◆ EXTRACTED ENTRIES:
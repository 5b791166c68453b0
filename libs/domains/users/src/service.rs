use std::sync::Arc;
use uuid::Uuid;

use crate::error::UserResult;
use crate::models::{User, UserPayload};
use crate::repository::UserRepository;

/// Service layer for User business logic
#[derive(Clone)]
pub struct UserService<R: UserRepository> {
    repository: Arc<R>,
}

impl<R: UserRepository> UserService<R> {
    pub fn new(repository: R) -> Self {
        Self {
            repository: Arc::new(repository),
        }
    }

    /// List every stored user
    pub async fn get_all_users(&self) -> UserResult<Vec<User>> {
        let users = self.repository.select_all_users().await?;
        tracing::debug!(count = users.len(), "Listed users");
        Ok(users)
    }

    /// Get a user by ID, `None` when unknown
    pub async fn get_user(&self, user_uid: Uuid) -> UserResult<Option<User>> {
        let user = self.repository.select_user_by_user_uid(user_uid).await?;
        tracing::debug!(user_uid = %user_uid, found = user.is_some(), "Looked up user");
        Ok(user)
    }

    /// Insert a new user under a freshly generated identifier.
    ///
    /// Any `userUid` carried by the payload is discarded.
    pub async fn insert_user(&self, payload: UserPayload) -> UserResult<usize> {
        let (count, _) = self.insert_user_returning_uid(payload).await?;
        Ok(count)
    }

    /// Same as [`insert_user`](Self::insert_user), also returning the generated identifier.
    pub async fn insert_user_returning_uid(
        &self,
        payload: UserPayload,
    ) -> UserResult<(usize, Uuid)> {
        let user_uid = Uuid::new_v4();
        let user = payload.into_user(user_uid);
        let count = self.repository.insert_user(user_uid, user).await?;
        Ok((count, user_uid))
    }

    /// Replace an existing user.
    ///
    /// Returns 0 without touching storage when the payload carries no
    /// identifier or the identifier is unknown.
    pub async fn update_user(&self, payload: UserPayload) -> UserResult<usize> {
        let Some(user_uid) = payload.user_uid else {
            tracing::debug!("Update rejected: payload has no userUid");
            return Ok(0);
        };

        if self.get_user(user_uid).await?.is_none() {
            tracing::debug!(user_uid = %user_uid, "Update rejected: user not found");
            return Ok(0);
        }

        self.repository.update_user(payload.into_user(user_uid)).await
    }

    /// Remove a user; returns 0 when the user does not exist.
    pub async fn remove_user(&self, user_uid: Uuid) -> UserResult<usize> {
        if self.get_user(user_uid).await?.is_none() {
            return Ok(0);
        }

        self.repository.delete_user_by_user_uid(user_uid).await
    }
}
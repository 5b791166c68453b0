use crate::{env_optional, env_or_default, ConfigError, FromEnv};
use std::net::Ipv4Addr;

/// Server configuration for HTTP APIs
#[derive(Clone, Debug)]
pub struct ServerConfig {
    pub host: String,
    pub port: u16,
    /// Comma-separated list of allowed CORS origins; no CORS layer when `None`
    pub cors_allowed_origin: Option<String>,
}

impl ServerConfig {
    pub fn new(host: String, port: u16) -> Self {
        Self {
            host,
            port,
            cors_allowed_origin: None,
        }
    }

    /// Get the server address as "host:port"
    pub fn address(&self) -> String {
        format!("{}:{}", self.host, self.port)
    }
}

impl FromEnv for ServerConfig {
    /// Reads from environment variables with sensible defaults:
    /// - HOST: defaults to Ipv4Addr::UNSPECIFIED (0.0.0.0 - all interfaces)
    /// - PORT: defaults to 8080
    /// - CORS_ALLOWED_ORIGIN: optional
    fn from_env() -> Result<Self, ConfigError> {
        let host = env_or_default("HOST", &Ipv4Addr::UNSPECIFIED.to_string());
        let port = env_or_default("PORT", "8080")
            .parse()
            .map_err(|e| ConfigError::ParseError {
                key: "PORT".to_string(),
                details: format!("{}", e),
            })?;

        Ok(Self {
            host,
            port,
            cors_allowed_origin: env_optional("CORS_ALLOWED_ORIGIN"),
        })
    }
}

impl Default for ServerConfig {
    fn default() -> Self {
        Self::new(Ipv4Addr::UNSPECIFIED.to_string(), 8080)
    }
}
//! Users Domain
//!
//! In-memory user management exposed over HTTP: list, fetch by id, insert
//! and update. Removal is available on the service but not routed.
//!
//! # Architecture
//!
//! ```text
//! ┌─────────────┐
//! │  Handlers   │  ← HTTP endpoints, audit events
//! └──────┬──────┘
//!        │
//! ┌──────▼──────┐
//! │   Service   │  ← Identifier generation, existence checks
//! └──────┬──────┘
//!        │
//! ┌──────▼──────┐
//! │ Repository  │  ← Data access (trait + in-memory store)
//! └──────┬──────┘
//!        │
//! ┌──────▼──────┐
//! │   Models    │  ← Entities, payloads, enums
//! └─────────────┘
//! ```
//!
//! # Usage
//!
//! ```rust,no_run
//! use domain_users::{
//!     handlers,
//!     repository::InMemoryUserRepository,
//!     service::UserService,
//! };
//!
//! // Create repository and service
//! let repository = InMemoryUserRepository::new();
//! let service = UserService::new(repository);
//!
//! // Create Axum router
//! let router = handlers::router(service);
//! ```

pub mod error;
pub mod handlers;
pub mod models;
pub mod repository;
pub mod service;

// Re-export commonly used types
pub use error::{ErrorMessage, UserError, UserResult};
pub use handlers::ApiDoc;
pub use models::{Gender, User, UserPayload};
pub use repository::{InMemoryUserRepository, UserRepository};
pub use service::UserService;
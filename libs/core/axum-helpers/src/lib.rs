//! # Axum Helpers
//!
//! Shared utilities, middleware, and helpers for building Axum web applications.
//!
//! ## Modules
//!
//! - **[`server`]**: Router assembly, health endpoint, graceful shutdown
//! - **[`http`]**: HTTP middleware (CORS, security headers, trailing-slash normalization)
//! - **[`errors`]**: Structured error responses with error codes
//! - **[`extractors`]**: Custom extractors (UUID path)
//! - **[`audit`]**: Audit logging for data modifications
//!
//! ## Quick Start
//!
//! ```ignore
//! use axum::Router;
//! use axum_helpers::server::{create_production_app, create_router};
//! use std::time::Duration;
//! use core_config::server::ServerConfig;
//! use utoipa::OpenApi;
//!
//! #[derive(OpenApi)]
//! #[openapi(paths())]
//! struct ApiDoc;
//!
//! #[tokio::main]
//! async fn main() -> Result<(), Box<dyn std::error::Error>> {
//!     let config = ServerConfig::default();
//!     let api_routes = Router::new(); // Add your routes
//!     let router = create_router::<ApiDoc>(api_routes, &config).await?;
//!
//!     create_production_app(router, &config, Duration::from_secs(30), async {}).await?;
//!     Ok(())
//! }
//! ```

pub mod audit;
pub mod errors;
pub mod extractors;
pub mod http;
pub mod server;

// Re-export server types
pub use server::{
    HealthResponse, ShutdownCoordinator, create_production_app, create_router, health_router,
    shutdown_signal,
};

// Re-export HTTP middleware
pub use http::{create_cors_layer, security_headers, trim_trailing_slash};

// Re-export error types
pub use errors::{AppError, ErrorCode, ErrorResponse};

// Re-export extractors
pub use extractors::UuidPath;

// Re-export audit types
pub use audit::{AuditEvent, AuditOutcome, extract_ip_from_headers, extract_user_agent};
use axum::Router;
use axum_helpers::server::{create_production_app, create_router, health_router};
use core_config::tracing::{init_tracing, install_color_eyre};
use std::time::Duration;
use tracing::info;

mod api;
mod config;
mod openapi;
mod state;

use config::Config;
use state::AppState;

/// Full application router: API routes under `/api`, docs, and `/health`.
async fn build_app(state: &AppState) -> eyre::Result<Router> {
    let api_routes = api::routes(state);

    // create_router adds docs/middleware to our composed routes
    let router = create_router::<openapi::ApiDoc>(api_routes, &state.config.server).await?;

    Ok(router.merge(health_router(state.config.app)))
}

#[tokio::main]
async fn main() -> eyre::Result<()> {
    // Install color-eyre first for colored error output (before any fallible operations)
    install_color_eyre();

    // Load configuration from environment variables
    let config = Config::from_env()?;

    // Initialize tracing with ErrorLayer for span trace capture
    init_tracing(&config.environment);

    let state = AppState::new(config);
    let app = build_app(&state).await?;

    info!(
        "Starting {} v{} on {}",
        state.config.app.name,
        state.config.app.version,
        state.config.server.address()
    );

    create_production_app(
        app,
        &state.config.server,
        Duration::from_secs(30),
        {
            let users = state.users.clone();
            async move {
                // Records live only in memory and are dropped with the process
                info!("Discarding {} in-memory user records", users.len().await);
            }
        },
    )
    .await
    .map_err(|e| eyre::eyre!("Server error: {}", e))?;

    info!("Users API shutdown complete");
    Ok(())
}

#[cfg(test)]
mod tests {
    use super::*;
    use axum::body::Body;
    use axum::http::{Request, StatusCode};
    use core_config::{AppInfo, Environment, server::ServerConfig};
    use http_body_util::BodyExt;
    use serde_json::{Value, json};
    use tower::ServiceExt;

    fn test_state() -> AppState {
        AppState::new(Config {
            app: AppInfo {
                name: "users_api",
                version: "0.1.0",
            },
            server: ServerConfig::default(),
            environment: Environment::Development,
        })
    }

    async fn json_body(response: axum::response::Response) -> Value {
        let bytes = response.into_body().collect().await.unwrap().to_bytes();
        serde_json::from_slice(&bytes).unwrap()
    }

    #[tokio::test]
    async fn test_users_are_served_under_versioned_base_path() {
        let app = build_app(&test_state()).await.unwrap();

        let response = app
            .oneshot(
                Request::get("/api/vr1/users")
                    .body(Body::empty())
                    .unwrap(),
            )
            .await
            .unwrap();

        assert_eq!(response.status(), StatusCode::OK);
        let body = json_body(response).await;
        assert_eq!(body.as_array().map(Vec::len), Some(1));
        assert_eq!(body[0]["email"], "joe.jones@gmail.com");
    }

    #[tokio::test]
    async fn test_insert_is_visible_through_app_router() {
        let state = test_state();
        let app = build_app(&state).await.unwrap();

        let request = Request::post("/api/vr1/users")
            .header("content-type", "application/json")
            .body(Body::from(
                json!({
                    "firstName": "Anna",
                    "lastName": "Aser",
                    "gender": "FEMALE",
                    "age": 20,
                    "email": "asdfgh@gmail.com"
                })
                .to_string(),
            ))
            .unwrap();

        let response = app.clone().oneshot(request).await.unwrap();
        assert_eq!(response.status(), StatusCode::OK);
        assert_eq!(state.users.len().await, 2);

        let response = app
            .oneshot(Request::get("/api/vr1/users").body(Body::empty()).unwrap())
            .await
            .unwrap();
        let body = json_body(response).await;
        assert_eq!(body.as_array().map(Vec::len), Some(2));
    }

    #[tokio::test]
    async fn test_base_path_with_trailing_slash_lists_users() {
        let app = build_app(&test_state()).await.unwrap();

        let response = app
            .oneshot(
                Request::get("/api/vr1/users/")
                    .body(Body::empty())
                    .unwrap(),
            )
            .await
            .unwrap();

        assert_eq!(response.status(), StatusCode::OK);
        let body = json_body(response).await;
        assert_eq!(body.as_array().map(Vec::len), Some(1));
    }

    #[tokio::test]
    async fn test_insert_with_trailing_slash_reaches_handler() {
        let state = test_state();
        let app = build_app(&state).await.unwrap();

        let request = Request::post("/api/vr1/users/")
            .header("content-type", "application/json")
            .body(Body::from(
                json!({
                    "firstName": "Anna",
                    "lastName": "Aser",
                    "gender": "FEMALE",
                    "age": 20,
                    "email": "asdfgh@gmail.com"
                })
                .to_string(),
            ))
            .unwrap();

        let response = app.oneshot(request).await.unwrap();

        assert_eq!(response.status(), StatusCode::OK);
        assert_eq!(state.users.len().await, 2);
    }

    #[tokio::test]
    async fn test_unknown_user_returns_literal_not_found_body() {
        let app = build_app(&test_state()).await.unwrap();
        let missing = "3fa85f64-5717-4562-b3fc-2c963f66afa6";

        let response = app
            .oneshot(
                Request::get(format!("/api/vr1/users/{}", missing))
                    .body(Body::empty())
                    .unwrap(),
            )
            .await
            .unwrap();

        assert_eq!(response.status(), StatusCode::NOT_FOUND);
        assert_eq!(
            json_body(response).await,
            json!({ "errorMessage": format!("user {}was nor found", missing) })
        );
    }

    #[tokio::test]
    async fn test_health_reports_app_identity() {
        let app = build_app(&test_state()).await.unwrap();

        let response = app
            .oneshot(Request::get("/health").body(Body::empty()).unwrap())
            .await
            .unwrap();

        assert_eq!(response.status(), StatusCode::OK);
        let body = json_body(response).await;
        assert_eq!(body["status"], "healthy");
        assert_eq!(body["name"], "users_api");
    }

    #[tokio::test]
    async fn test_openapi_document_lists_user_paths() {
        let app = build_app(&test_state()).await.unwrap();

        let response = app
            .oneshot(
                Request::get("/api-docs/openapi.json")
                    .body(Body::empty())
                    .unwrap(),
            )
            .await
            .unwrap();

        assert_eq!(response.status(), StatusCode::OK);
        let body = json_body(response).await;
        assert!(body["paths"].get("/vr1/users").is_some());
        assert!(body["paths"].get("/vr1/users/{userUid}").is_some());
    }

    #[tokio::test]
    async fn test_unmatched_path_gets_structured_404() {
        let app = build_app(&test_state()).await.unwrap();

        let response = app
            .oneshot(Request::get("/api/v1/users").body(Body::empty()).unwrap())
            .await
            .unwrap();

        assert_eq!(response.status(), StatusCode::NOT_FOUND);
        let body = json_body(response).await;
        assert_eq!(body["error"], "NOT_FOUND");
    }
}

◆ REQUIRED ACTION:
Go through the material above, and wherever a line holds the word "format", copy it.

◆ EXPECTED ANSWER:
        format!("{}:{}", self.host, self.port)
                details: format!("{}", e),
                Request::get(format!("/api/vr1/users/{}", missing))
            json!({ "errorMessage": format!("user {}was nor found", missing) })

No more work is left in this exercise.